JC Staff brings us Yumekui Merry, after one episode a blend of cats, nightmares and a cute girl in a cute hat. And at this point, I’m intrigued but not enthralled.
Our hero is Fujiwara Yumeji, a dead-ringer for Jin from Kannagi (or maybe Nagi Springfield). He seems like a normal and cheerful teenaged boy – 15, maybe? – except that he has nightmares about cats every night and has the ability to predict what other people will dream about with some accuracy. We don’t yet know where his family is but he’s apparently living with his osananajimi Tachibana. He belongs to the literature club and aspires to be a novelist, but so far that side of his life and the people associated with it are a cipher.

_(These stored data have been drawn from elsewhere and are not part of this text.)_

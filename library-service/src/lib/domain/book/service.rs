use std::sync::Arc;

use async_trait::async_trait;
use chrono::Utc;

use crate::author::ports::AuthorRepository;
use crate::book::errors::BookError;
use crate::book::ports::BookRepository;
use crate::book::ports::BookServicePort;
use crate::domain::book::models::Book;
use crate::domain::book::models::BookId;
use crate::domain::book::models::CreateBookCommand;
use crate::domain::book::models::UpdateBookCommand;
use crate::reconcile::ports::CounterReconciler;

/// Domain service implementation for book operations.
///
/// Book creation is the one mutation that reconciles the author's
/// published count synchronously, after the row is written. The write is
/// not rolled back if reconciliation fails; the scheduled pass converges
/// the count.
pub struct BookService<BR, AR, CR>
where
    BR: BookRepository,
    AR: AuthorRepository,
    CR: CounterReconciler,
{
    repository: Arc<BR>,
    authors: Arc<AR>,
    reconciler: Arc<CR>,
}

impl<BR, AR, CR> BookService<BR, AR, CR>
where
    BR: BookRepository,
    AR: AuthorRepository,
    CR: CounterReconciler,
{
    pub fn new(repository: Arc<BR>, authors: Arc<AR>, reconciler: Arc<CR>) -> Self {
        Self {
            repository,
            authors,
            reconciler,
        }
    }
}

#[async_trait]
impl<BR, AR, CR> BookServicePort for BookService<BR, AR, CR>
where
    BR: BookRepository,
    AR: AuthorRepository,
    CR: CounterReconciler,
{
    async fn create_book(&self, command: CreateBookCommand) -> Result<Book, BookError> {
        // Reject unknown authors before anything is written.
        let author = self
            .authors
            .find_by_id(&command.author_id)
            .await
            .map_err(|e| BookError::DatabaseError(e.to_string()))?
            .ok_or_else(|| BookError::AuthorNotFound(command.author_id.to_string()))?;

        let now = Utc::now();
        let book = Book {
            id: BookId::new(),
            title: command.title,
            description: command.description,
            published_at: command.published_at,
            available: command.available,
            author_id: author.id,
            created_at: now,
            updated_at: now,
        };

        let created = self.repository.create(book).await?;

        if let Err(e) = self.reconciler.reconcile_one(&created.author_id).await {
            tracing::error!(
                book_id = %created.id,
                author_id = %created.author_id,
                error = %e,
                "Published count reconciliation failed after book creation"
            );
            return Err(BookError::CountReconciliation(e.to_string()));
        }

        Ok(created)
    }

    async fn get_book(&self, id: &BookId) -> Result<Book, BookError> {
        self.repository
            .find_by_id(id)
            .await?
            .ok_or(BookError::NotFound(id.to_string()))
    }

    async fn list_books(&self) -> Result<Vec<Book>, BookError> {
        self.repository.list_all().await
    }

    async fn update_book(
        &self,
        id: &BookId,
        command: UpdateBookCommand,
    ) -> Result<Book, BookError> {
        let mut book = self
            .repository
            .find_by_id(id)
            .await?
            .ok_or(BookError::NotFound(id.to_string()))?;

        if let Some(new_author_id) = command.author_id {
            self.authors
                .find_by_id(&new_author_id)
                .await
                .map_err(|e| BookError::DatabaseError(e.to_string()))?
                .ok_or_else(|| BookError::AuthorNotFound(new_author_id.to_string()))?;
            book.author_id = new_author_id;
        }

        if let Some(new_title) = command.title {
            book.title = new_title;
        }

        if let Some(new_description) = command.description {
            book.description = Some(new_description);
        }

        if let Some(new_published_at) = command.published_at {
            book.published_at = Some(new_published_at);
        }

        if let Some(new_available) = command.available {
            book.available = new_available;
        }

        book.updated_at = Utc::now();

        self.repository.update(book).await
    }

    async fn delete_book(&self, id: &BookId) -> Result<(), BookError> {
        self.repository.delete(id).await
    }
}

#[cfg(test)]
mod tests {
    use mockall::mock;
    use mockall::predicate::*;

    use super::*;
    use crate::author::errors::AuthorError;
    use crate::domain::author::models::Author;
    use crate::domain::author::models::AuthorId;
    use crate::domain::author::models::AuthorName;
    use crate::domain::book::models::BookTitle;
    use crate::domain::email::EmailAddress;
    use crate::reconcile::errors::ReconcileError;
    use crate::reconcile::ports::ReconcileSummary;

    mock! {
        pub TestBookRepository {}

        #[async_trait]
        impl BookRepository for TestBookRepository {
            async fn create(&self, book: Book) -> Result<Book, BookError>;
            async fn find_by_id(&self, id: &BookId) -> Result<Option<Book>, BookError>;
            async fn list_all(&self) -> Result<Vec<Book>, BookError>;
            async fn update(&self, book: Book) -> Result<Book, BookError>;
            async fn delete(&self, id: &BookId) -> Result<(), BookError>;
            async fn count_by_author(&self, author_id: &AuthorId) -> Result<i64, BookError>;
        }
    }

    mock! {
        pub TestAuthorRepository {}

        #[async_trait]
        impl AuthorRepository for TestAuthorRepository {
            async fn create(&self, author: Author) -> Result<Author, AuthorError>;
            async fn find_by_id(&self, id: &AuthorId) -> Result<Option<Author>, AuthorError>;
            async fn list_all(&self) -> Result<Vec<Author>, AuthorError>;
            async fn update(&self, author: Author) -> Result<Author, AuthorError>;
            async fn update_published_count(&self, id: &AuthorId, count: i64) -> Result<(), AuthorError>;
            async fn delete(&self, id: &AuthorId) -> Result<(), AuthorError>;
        }
    }

    mock! {
        pub TestReconciler {}

        #[async_trait]
        impl CounterReconciler for TestReconciler {
            async fn reconcile_one(&self, author_id: &AuthorId) -> Result<i64, ReconcileError>;
            async fn reconcile_all(&self) -> Result<ReconcileSummary, ReconcileError>;
        }
    }

    fn test_author(id: AuthorId) -> Author {
        let now = Utc::now();
        Author {
            id,
            name: AuthorName::new("Some Author".to_string()).unwrap(),
            email: EmailAddress::new("author@example.com".to_string()).unwrap(),
            bio: None,
            published_count: 0,
            created_at: now,
            updated_at: now,
        }
    }

    fn create_command(author_id: AuthorId) -> CreateBookCommand {
        CreateBookCommand {
            title: BookTitle::new("The Dispossessed".to_string()).unwrap(),
            description: None,
            published_at: None,
            available: true,
            author_id,
        }
    }

    #[tokio::test]
    async fn test_create_book_reconciles_after_write() {
        let mut books = MockTestBookRepository::new();
        let mut authors = MockTestAuthorRepository::new();
        let mut reconciler = MockTestReconciler::new();

        let author_id = AuthorId::new();
        let author = test_author(author_id);

        authors
            .expect_find_by_id()
            .withf(move |id| *id == author_id)
            .times(1)
            .returning(move |_| Ok(Some(author.clone())));

        books
            .expect_create()
            .withf(move |book| book.author_id == author_id)
            .times(1)
            .returning(Ok);

        reconciler
            .expect_reconcile_one()
            .withf(move |id| *id == author_id)
            .times(1)
            .returning(|_| Ok(1));

        let service = BookService::new(Arc::new(books), Arc::new(authors), Arc::new(reconciler));

        let book = service.create_book(create_command(author_id)).await.unwrap();
        assert_eq!(book.author_id, author_id);
        assert_eq!(book.title.as_str(), "The Dispossessed");
    }

    #[tokio::test]
    async fn test_create_book_unknown_author_writes_nothing() {
        let mut books = MockTestBookRepository::new();
        let mut authors = MockTestAuthorRepository::new();
        let mut reconciler = MockTestReconciler::new();

        authors
            .expect_find_by_id()
            .times(1)
            .returning(|_| Ok(None));

        // Neither the insert nor the reconciliation may run.
        books.expect_create().times(0);
        reconciler.expect_reconcile_one().times(0);

        let service = BookService::new(Arc::new(books), Arc::new(authors), Arc::new(reconciler));

        let result = service.create_book(create_command(AuthorId::new())).await;
        assert!(matches!(result.unwrap_err(), BookError::AuthorNotFound(_)));
    }

    #[tokio::test]
    async fn test_create_book_reconcile_failure_surfaces() {
        let mut books = MockTestBookRepository::new();
        let mut authors = MockTestAuthorRepository::new();
        let mut reconciler = MockTestReconciler::new();

        let author_id = AuthorId::new();
        let author = test_author(author_id);

        authors
            .expect_find_by_id()
            .times(1)
            .returning(move |_| Ok(Some(author.clone())));

        books.expect_create().times(1).returning(Ok);

        reconciler
            .expect_reconcile_one()
            .times(1)
            .returning(|_| Err(ReconcileError::PersistFailed("timeout".to_string())));

        let service = BookService::new(Arc::new(books), Arc::new(authors), Arc::new(reconciler));

        // The book row stays written; the operation still reports failure.
        let result = service.create_book(create_command(author_id)).await;
        assert!(matches!(
            result.unwrap_err(),
            BookError::CountReconciliation(_)
        ));
    }

    #[tokio::test]
    async fn test_get_book_not_found() {
        let mut books = MockTestBookRepository::new();
        let authors = MockTestAuthorRepository::new();
        let reconciler = MockTestReconciler::new();

        books.expect_find_by_id().times(1).returning(|_| Ok(None));

        let service = BookService::new(Arc::new(books), Arc::new(authors), Arc::new(reconciler));

        let result = service.get_book(&BookId::new()).await;
        assert!(matches!(result.unwrap_err(), BookError::NotFound(_)));
    }

    #[tokio::test]
    async fn test_update_book_unknown_author_rejected() {
        let mut books = MockTestBookRepository::new();
        let mut authors = MockTestAuthorRepository::new();
        let reconciler = MockTestReconciler::new();

        let book_id = BookId::new();
        let now = Utc::now();
        let existing = Book {
            id: book_id,
            title: BookTitle::new("The Dispossessed".to_string()).unwrap(),
            description: None,
            published_at: None,
            available: true,
            author_id: AuthorId::new(),
            created_at: now,
            updated_at: now,
        };

        books
            .expect_find_by_id()
            .times(1)
            .returning(move |_| Ok(Some(existing.clone())));

        authors
            .expect_find_by_id()
            .times(1)
            .returning(|_| Ok(None));

        books.expect_update().times(0);

        let service = BookService::new(Arc::new(books), Arc::new(authors), Arc::new(reconciler));

        let command = UpdateBookCommand {
            title: None,
            description: None,
            published_at: None,
            available: None,
            author_id: Some(AuthorId::new()),
        };

        let result = service.update_book(&book_id, command).await;
        assert!(matches!(result.unwrap_err(), BookError::AuthorNotFound(_)));
    }

    #[tokio::test]
    async fn test_delete_book_does_not_reconcile() {
        let mut books = MockTestBookRepository::new();
        let authors = MockTestAuthorRepository::new();
        let mut reconciler = MockTestReconciler::new();

        let book_id = BookId::new();
        books
            .expect_delete()
            .withf(move |id| *id == book_id)
            .times(1)
            .returning(|_| Ok(()));

        // Deletion leaves the count stale until the scheduled pass.
        reconciler.expect_reconcile_one().times(0);

        let service = BookService::new(Arc::new(books), Arc::new(authors), Arc::new(reconciler));

        assert!(service.delete_book(&book_id).await.is_ok());
    }
}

One day on the way home from school the aforementioned cute girl drops on his head. Her hat winds up on top of a cute gray kitten, and when Yumeki uncovers the cat his nightmare world invades his real one, complete with talking puss-in-boots and a scary scarecrow-figure who appears to be their leader. Elements of “Pandora Hearts” here for sure. That girl – foreshadowingly named Merry Nightmare – comes to Yumeji’s rescue just as the scarecrow is about to steal his body. We get some lines about the dream world and the real world – Merry wants to get back to the former and the scarecrow to the latter – and the weird limbo in between the scarecrow created. Merry and the baddie fight, she kicks his ass and she and Yumeji end up back in the real world. Merry promptly demands that Yumeji call the scarecrow guy back and passes out.
I would have to give this first episode an “incomplete”, since it showed us an awful lot of interesting things but not enough about any of them. It has a classic JC look, very solid OP and decent ED, and has teased out an interesting potential premise. None of the characters come off annoying so far, though Yuemji and Merry are the only ones with any real opportunity to show their natures so far. I’ll definitely keep watching this simply because I have little idea what to expect after that first ep, which very much acted like a 22-minute teaser trailer. It did have style, good action and a sense of fun, but I’ll need to see some more substance in the second episode.